→ Dataset entries
========================

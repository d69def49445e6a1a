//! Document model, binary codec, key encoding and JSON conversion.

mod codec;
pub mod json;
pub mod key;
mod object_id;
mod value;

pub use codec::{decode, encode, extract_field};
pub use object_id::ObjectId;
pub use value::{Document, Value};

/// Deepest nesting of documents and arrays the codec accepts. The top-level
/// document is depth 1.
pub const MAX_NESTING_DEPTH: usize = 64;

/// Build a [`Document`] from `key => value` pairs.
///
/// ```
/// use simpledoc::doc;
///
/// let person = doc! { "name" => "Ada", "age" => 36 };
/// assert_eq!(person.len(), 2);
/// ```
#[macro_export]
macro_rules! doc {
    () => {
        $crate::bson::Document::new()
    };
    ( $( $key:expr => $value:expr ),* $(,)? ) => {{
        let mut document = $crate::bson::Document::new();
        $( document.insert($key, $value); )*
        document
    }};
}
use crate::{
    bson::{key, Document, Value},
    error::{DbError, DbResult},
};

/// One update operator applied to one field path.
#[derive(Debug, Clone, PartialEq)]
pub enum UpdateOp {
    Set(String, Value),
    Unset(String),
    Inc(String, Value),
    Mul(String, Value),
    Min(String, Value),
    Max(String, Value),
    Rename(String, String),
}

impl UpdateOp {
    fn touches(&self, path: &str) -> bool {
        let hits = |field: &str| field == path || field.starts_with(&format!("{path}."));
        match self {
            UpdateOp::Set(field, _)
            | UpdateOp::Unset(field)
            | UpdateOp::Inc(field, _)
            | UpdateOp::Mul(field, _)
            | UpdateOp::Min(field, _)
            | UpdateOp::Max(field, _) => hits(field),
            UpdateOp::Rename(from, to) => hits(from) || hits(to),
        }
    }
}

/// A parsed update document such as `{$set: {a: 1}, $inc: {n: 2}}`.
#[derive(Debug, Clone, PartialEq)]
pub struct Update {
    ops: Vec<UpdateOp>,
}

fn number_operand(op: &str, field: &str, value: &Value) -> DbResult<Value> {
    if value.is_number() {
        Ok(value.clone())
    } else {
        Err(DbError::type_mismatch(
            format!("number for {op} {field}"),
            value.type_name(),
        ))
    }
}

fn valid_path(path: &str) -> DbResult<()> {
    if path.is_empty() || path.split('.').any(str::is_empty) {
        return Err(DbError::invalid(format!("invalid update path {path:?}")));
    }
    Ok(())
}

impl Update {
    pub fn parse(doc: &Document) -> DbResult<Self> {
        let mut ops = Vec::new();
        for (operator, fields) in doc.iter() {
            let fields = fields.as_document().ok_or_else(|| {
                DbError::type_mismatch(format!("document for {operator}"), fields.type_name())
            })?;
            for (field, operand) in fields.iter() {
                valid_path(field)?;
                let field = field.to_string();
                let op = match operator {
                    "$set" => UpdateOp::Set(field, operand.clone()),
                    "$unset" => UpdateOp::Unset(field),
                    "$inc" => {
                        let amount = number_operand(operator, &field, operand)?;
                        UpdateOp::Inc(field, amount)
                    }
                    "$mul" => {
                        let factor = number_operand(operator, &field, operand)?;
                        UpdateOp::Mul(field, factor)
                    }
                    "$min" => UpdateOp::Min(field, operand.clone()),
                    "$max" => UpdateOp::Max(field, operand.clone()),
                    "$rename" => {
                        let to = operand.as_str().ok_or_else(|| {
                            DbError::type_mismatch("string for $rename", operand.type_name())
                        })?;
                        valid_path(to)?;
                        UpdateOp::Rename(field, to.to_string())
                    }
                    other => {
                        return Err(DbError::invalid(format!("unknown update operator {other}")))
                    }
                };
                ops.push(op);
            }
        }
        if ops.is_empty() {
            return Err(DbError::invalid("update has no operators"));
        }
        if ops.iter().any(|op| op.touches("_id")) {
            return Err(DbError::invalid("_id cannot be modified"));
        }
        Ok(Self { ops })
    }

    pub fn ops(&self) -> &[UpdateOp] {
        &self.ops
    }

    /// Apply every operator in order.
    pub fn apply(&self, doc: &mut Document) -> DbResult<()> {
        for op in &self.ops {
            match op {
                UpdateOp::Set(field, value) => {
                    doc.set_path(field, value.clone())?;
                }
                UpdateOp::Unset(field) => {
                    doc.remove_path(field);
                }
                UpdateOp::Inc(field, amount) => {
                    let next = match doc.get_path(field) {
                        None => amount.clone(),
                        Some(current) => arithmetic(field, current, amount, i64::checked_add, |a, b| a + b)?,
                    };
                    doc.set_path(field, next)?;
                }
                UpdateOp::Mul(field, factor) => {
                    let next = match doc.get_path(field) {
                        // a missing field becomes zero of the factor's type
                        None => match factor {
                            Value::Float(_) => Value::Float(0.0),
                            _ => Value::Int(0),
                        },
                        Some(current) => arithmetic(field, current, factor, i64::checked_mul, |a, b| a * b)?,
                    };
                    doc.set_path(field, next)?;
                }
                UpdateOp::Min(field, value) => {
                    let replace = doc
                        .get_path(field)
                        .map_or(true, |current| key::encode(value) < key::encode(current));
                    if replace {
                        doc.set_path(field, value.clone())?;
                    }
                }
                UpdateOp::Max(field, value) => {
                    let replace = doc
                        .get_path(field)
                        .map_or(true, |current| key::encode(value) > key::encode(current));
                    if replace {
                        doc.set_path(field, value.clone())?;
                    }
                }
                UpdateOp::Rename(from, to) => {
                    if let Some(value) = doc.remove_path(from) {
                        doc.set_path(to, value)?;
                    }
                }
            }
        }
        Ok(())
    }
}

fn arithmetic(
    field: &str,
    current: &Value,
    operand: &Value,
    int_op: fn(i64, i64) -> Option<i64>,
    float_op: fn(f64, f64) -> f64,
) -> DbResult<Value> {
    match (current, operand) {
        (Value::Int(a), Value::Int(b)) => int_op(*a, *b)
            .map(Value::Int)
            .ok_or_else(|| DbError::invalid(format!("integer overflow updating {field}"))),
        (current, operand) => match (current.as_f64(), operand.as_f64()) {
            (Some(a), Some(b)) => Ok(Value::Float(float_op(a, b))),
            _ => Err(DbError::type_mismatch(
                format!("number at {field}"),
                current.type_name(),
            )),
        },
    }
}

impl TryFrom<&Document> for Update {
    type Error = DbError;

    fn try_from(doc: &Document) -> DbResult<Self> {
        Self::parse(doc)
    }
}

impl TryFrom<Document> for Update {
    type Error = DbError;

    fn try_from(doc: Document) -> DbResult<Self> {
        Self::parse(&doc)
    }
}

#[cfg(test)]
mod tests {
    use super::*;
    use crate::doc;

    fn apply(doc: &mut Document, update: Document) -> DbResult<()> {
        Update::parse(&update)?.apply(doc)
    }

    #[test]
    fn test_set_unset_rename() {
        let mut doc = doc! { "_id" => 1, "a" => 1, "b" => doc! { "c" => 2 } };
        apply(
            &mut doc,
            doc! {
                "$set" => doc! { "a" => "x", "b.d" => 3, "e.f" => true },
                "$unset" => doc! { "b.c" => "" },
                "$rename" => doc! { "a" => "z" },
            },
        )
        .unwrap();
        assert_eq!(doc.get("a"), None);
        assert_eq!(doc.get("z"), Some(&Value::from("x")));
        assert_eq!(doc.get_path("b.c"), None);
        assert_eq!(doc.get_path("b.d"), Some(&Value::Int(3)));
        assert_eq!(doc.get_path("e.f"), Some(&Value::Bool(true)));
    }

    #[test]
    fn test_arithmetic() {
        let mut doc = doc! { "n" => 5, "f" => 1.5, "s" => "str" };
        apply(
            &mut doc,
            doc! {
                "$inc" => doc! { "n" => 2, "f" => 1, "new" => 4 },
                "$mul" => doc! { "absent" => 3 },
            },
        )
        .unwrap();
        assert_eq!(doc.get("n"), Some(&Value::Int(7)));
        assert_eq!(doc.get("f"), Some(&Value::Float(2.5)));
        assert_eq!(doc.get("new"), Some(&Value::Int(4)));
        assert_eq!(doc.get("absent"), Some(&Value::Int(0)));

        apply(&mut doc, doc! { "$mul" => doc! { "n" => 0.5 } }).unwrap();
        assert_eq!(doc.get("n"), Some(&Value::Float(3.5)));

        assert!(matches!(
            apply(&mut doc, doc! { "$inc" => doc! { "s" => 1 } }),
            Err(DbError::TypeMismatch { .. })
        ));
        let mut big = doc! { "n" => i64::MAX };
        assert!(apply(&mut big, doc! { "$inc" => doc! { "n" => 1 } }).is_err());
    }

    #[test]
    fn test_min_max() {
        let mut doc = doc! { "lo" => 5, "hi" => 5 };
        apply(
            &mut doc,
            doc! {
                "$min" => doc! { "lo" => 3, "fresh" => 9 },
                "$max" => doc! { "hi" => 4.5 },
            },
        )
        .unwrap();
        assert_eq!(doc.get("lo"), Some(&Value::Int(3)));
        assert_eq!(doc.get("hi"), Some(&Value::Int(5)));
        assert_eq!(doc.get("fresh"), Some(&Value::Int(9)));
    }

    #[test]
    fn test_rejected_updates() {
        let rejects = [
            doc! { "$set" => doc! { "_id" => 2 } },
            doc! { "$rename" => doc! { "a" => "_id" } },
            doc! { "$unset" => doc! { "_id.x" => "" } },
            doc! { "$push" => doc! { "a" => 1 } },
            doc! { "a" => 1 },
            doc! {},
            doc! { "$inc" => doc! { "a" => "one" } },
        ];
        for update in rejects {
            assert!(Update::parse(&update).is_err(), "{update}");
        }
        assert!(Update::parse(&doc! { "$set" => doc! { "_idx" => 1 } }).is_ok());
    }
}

========================

→ Activity
For this exercise, find all lines in the records containing the word "person" and copy them.

→ Solution to this task
/// let person = doc! { "name" => "Ada", "age" => 36 };
/// assert_eq!(person.len(), 2);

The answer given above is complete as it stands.